Nine key lessons for sustainable development from Brazil’s Amazon
Brazil's Amazonas state has important lessons for the rest of the nation and other developing countries as they search for green and sustainable economies, says a new report published by the International Institute for Environment and Development (IIED).
The report will be launched at the Commonwealth Forestry Conference in Edinburgh on 29 June.
It was written by Virgilio Viana, the former Secretary for Environment and Sustainable Development in Brazil’s Amazonas State who is now head of the Sustainable Amazonas Foundation, a nongovernmental organisation.
Viana has spent the past decade promoting sustainable solutions to development challenges in Amazonas. During this time the vulnerability of Amazonas to threats from deforestation has declined. The state now sustains real value-chains in forest-based goods and services that confer ecological, social and economic resilience.
In the report, Viana details the following nine key lessons that have emerged from his experiences.

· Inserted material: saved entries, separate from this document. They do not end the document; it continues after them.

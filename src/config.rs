use serde::{Deserialize, Serialize};
use std::path::Path;

use crate::error::IndicatorError;
use crate::Result;

/// Environment prefix for overrides, e.g. `TECHNICAL__RSI__PERIOD=10`
pub const ENV_PREFIX: &str = "TECHNICAL";

/// Which moving average the cross analysis compares
#[derive(Debug, Clone, Copy, Default, PartialEq, Eq, Serialize, Deserialize)]
#[serde(rename_all = "lowercase")]
pub enum AverageKind {
    #[default]
    Simple,
    Exponential,
}

/// Configuration for moving-average cross analysis
#[derive(Debug, Clone, PartialEq, Serialize, Deserialize)]
#[serde(default)]
pub struct CrossConfig {
    pub short_period: usize,
    pub long_period: usize,
    pub recent_limit: usize, // How many recent crosses to report
    pub average: AverageKind,
}

impl Default for CrossConfig {
    fn default() -> Self {
        Self {
            short_period: 5,
            long_period: 20,
            recent_limit: 3,
            average: AverageKind::Simple,
        }
    }
}

#[derive(Debug, Clone, PartialEq, Serialize, Deserialize)]
#[serde(default)]
pub struct MacdConfig {
    pub fast_period: usize,
    pub slow_period: usize,
    pub signal_period: usize,
}

impl Default for MacdConfig {
    fn default() -> Self {
        Self {
            fast_period: 12,
            slow_period: 26,
            signal_period: 9,
        }
    }
}

#[derive(Debug, Clone, PartialEq, Serialize, Deserialize)]
#[serde(default)]
pub struct RsiConfig {
    pub period: usize,
}

impl Default for RsiConfig {
    fn default() -> Self {
        Self { period: 14 }
    }
}

#[derive(Debug, Clone, PartialEq, Serialize, Deserialize)]
#[serde(default)]
pub struct KdjConfig {
    pub period: usize,
    pub signal_period: usize,
}

impl Default for KdjConfig {
    fn default() -> Self {
        Self {
            period: 9,
            signal_period: 3,
        }
    }
}

#[derive(Debug, Clone, PartialEq, Serialize, Deserialize)]
#[serde(default)]
pub struct BollingerConfig {
    pub period: usize,
    pub multiplier: f64,
}

impl Default for BollingerConfig {
    fn default() -> Self {
        Self {
            period: 20,
            multiplier: 2.0,
        }
    }
}

/// Parameters for every indicator the engine computes
#[derive(Debug, Clone, Default, PartialEq, Serialize, Deserialize)]
#[serde(default)]
pub struct EngineConfig {
    pub cross: CrossConfig,
    pub macd: MacdConfig,
    pub rsi: RsiConfig,
    pub kdj: KdjConfig,
    pub bollinger: BollingerConfig,
}

impl EngineConfig {
    /// Load defaults, then an optional file, then `TECHNICAL__*` environment overrides
    ///
    /// # Arguments
    /// * `path` - Optional config file (format inferred from its extension)
    ///
    /// # Returns
    /// The merged and validated configuration
    pub fn load(path: Option<&Path>) -> Result<Self> {
        let mut builder = config::Config::builder();

        if let Some(path) = path {
            builder = builder.add_source(config::File::from(path));
        }

        let config: EngineConfig = builder
            .add_source(
                config::Environment::with_prefix(ENV_PREFIX)
                    .separator("__")
                    .try_parsing(true),
            )
            .build()?
            .try_deserialize()?;

        config.validate()?;
        tracing::debug!(?config, "Loaded engine config");
        Ok(config)
    }

    /// Reject parameters that can only ever produce all-invalid output
    pub fn validate(&self) -> Result<()> {
        let periods = [
            ("cross.short_period", self.cross.short_period),
            ("cross.long_period", self.cross.long_period),
            ("macd.fast_period", self.macd.fast_period),
            ("macd.slow_period", self.macd.slow_period),
            ("macd.signal_period", self.macd.signal_period),
            ("rsi.period", self.rsi.period),
            ("kdj.period", self.kdj.period),
            ("kdj.signal_period", self.kdj.signal_period),
            ("bollinger.period", self.bollinger.period),
        ];

        if let Some((name, _)) = periods.iter().find(|(_, period)| *period == 0) {
            return Err(IndicatorError::InvalidConfig(format!(
                "{name} must be at least 1"
            )));
        }

        if self.cross.short_period >= self.cross.long_period {
            return Err(IndicatorError::InvalidConfig(format!(
                "cross.short_period ({}) must be less than cross.long_period ({})",
                self.cross.short_period, self.cross.long_period
            )));
        }

        if self.macd.fast_period >= self.macd.slow_period {
            return Err(IndicatorError::InvalidConfig(format!(
                "macd.fast_period ({}) must be less than macd.slow_period ({})",
                self.macd.fast_period, self.macd.slow_period
            )));
        }

        if !self.bollinger.multiplier.is_finite() || self.bollinger.multiplier < 0.0 {
            return Err(IndicatorError::InvalidConfig(format!(
                "bollinger.multiplier must be a non-negative number, got {}",
                self.bollinger.multiplier
            )));
        }

        Ok(())
    }

    /// Samples needed before every configured indicator has a value
    pub fn min_samples_required(&self) -> usize {
        [
            self.cross.long_period + 1,
            self.macd.slow_period + self.macd.signal_period - 1,
            self.rsi.period + 1,
            self.kdj.period + self.kdj.signal_period,
            self.bollinger.period,
        ]
        .into_iter()
        .max()
        .unwrap_or(0)
    }
}
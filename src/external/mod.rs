pub mod mailer;
pub mod pusher;

pub use mailer::Mailer;
pub use pusher::PushService;
use crate::entities::OrderStatus;
use chrono::{DateTime, Utc};
use rust_decimal::Decimal;
use serde::{Deserialize, Serialize};
use utoipa::ToSchema;

#[derive(Debug, Serialize, ToSchema)]
pub struct OrderItemResponse {
    pub book_id: i64,
    pub title: String,
    pub image: Option<String>,
    pub quantity: i32,
    pub unit_price: Decimal,
    pub discount_applied: Decimal,
    pub line_total: Decimal,
}

#[derive(Debug, Serialize, ToSchema)]
pub struct OrderResponse {
    pub id: i64,
    pub member_id: i64,
    pub claim_code: String,
    pub total_price: Decimal,
    pub discount_amount: Decimal,
    pub applied_discounts: String,
    pub order_status: OrderStatus,
    pub is_paid: bool,
    pub order_date: DateTime<Utc>,
    pub pickup_deadline: DateTime<Utc>,
    pub cancelled_at: Option<DateTime<Utc>>,
    pub fulfillment_method: String,
    pub items: Vec<OrderItemResponse>,
}

#[derive(Debug, Deserialize, ToSchema)]
pub struct OrderStatusUpdateRequest {
    pub order_status: OrderStatus,
    pub is_paid: Option<bool>,
}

1. Change the ‘natural resource liquidation’ paradigm of development by making forests worth more standing than cut;
2. Create political support for sustainability and the environment by focusing on jobs, income, votes and other mainstream incentives;
3. Place environmental and sustainability concerns at the centre of policy design and implementation – expanding environment institutions to become catalysts of sustainable development;
4. Pay people for environmental services rendered – such as through the Bolsa Floresta scheme. This fights poverty and protects biodiversity by rewarding forest households with monthly payments into credit card accounts for practicing ‘farming without fire’, which is monitored by satellite;
5. Invest in good communications – especially relations with the media by helping journalists to bridge to politicians, the public and the forests;
6. Provide simple and attractive green solutions: engaging the public in identifying and developing solutions that most help them and the forests;
7. Demote "problemologists" and promote "solutionologists" – changing the paradigm from a problem focus to solutions;
8. Make bureaucracy and regulation work for people – not the other way around;
9. Invest in partnerships for policy implementation – NGOs connecting government and local organisations.
Viana says: "I would like these lessons from Amazonas to be a source of inspiration that encourages greater South-South cooperation on sustainable development."
He see the biggest political challenge as "changing the paradigm that guides public policies and private investments – forests have been seen as obstacles for development, not as opportunities".
He says the practical challenge is to "develop solutions that are scientifically based, but which ordinary people can easily understand — solutions that fire the imagination, are simple and attractive, and have wider benefits for as many stakeholders as possible".
James Mayers, head of IIED’s Natural Resources Group, says: “For decades, Brazil and the Amazon in particular have been synonymous with a ‘frontier’ style of development that has destroyed forests. Professor Viana has led a unique experiment to explore and implement more forest-friendly forms of development.”
Mayers adds: "The ideas Viana has developed and honed are both timely and inspiring – for Brazil as a whole and indeed for many other countries, as they now search for new green economies."
The report describes many schemes that are beginning to surmount the political and practical challenges.
It is schemes like these that offer real lessons for taming the potential tsunami of international forest and carbon funds, so that they contribute to local sustainable development, rather than submerge other local needs.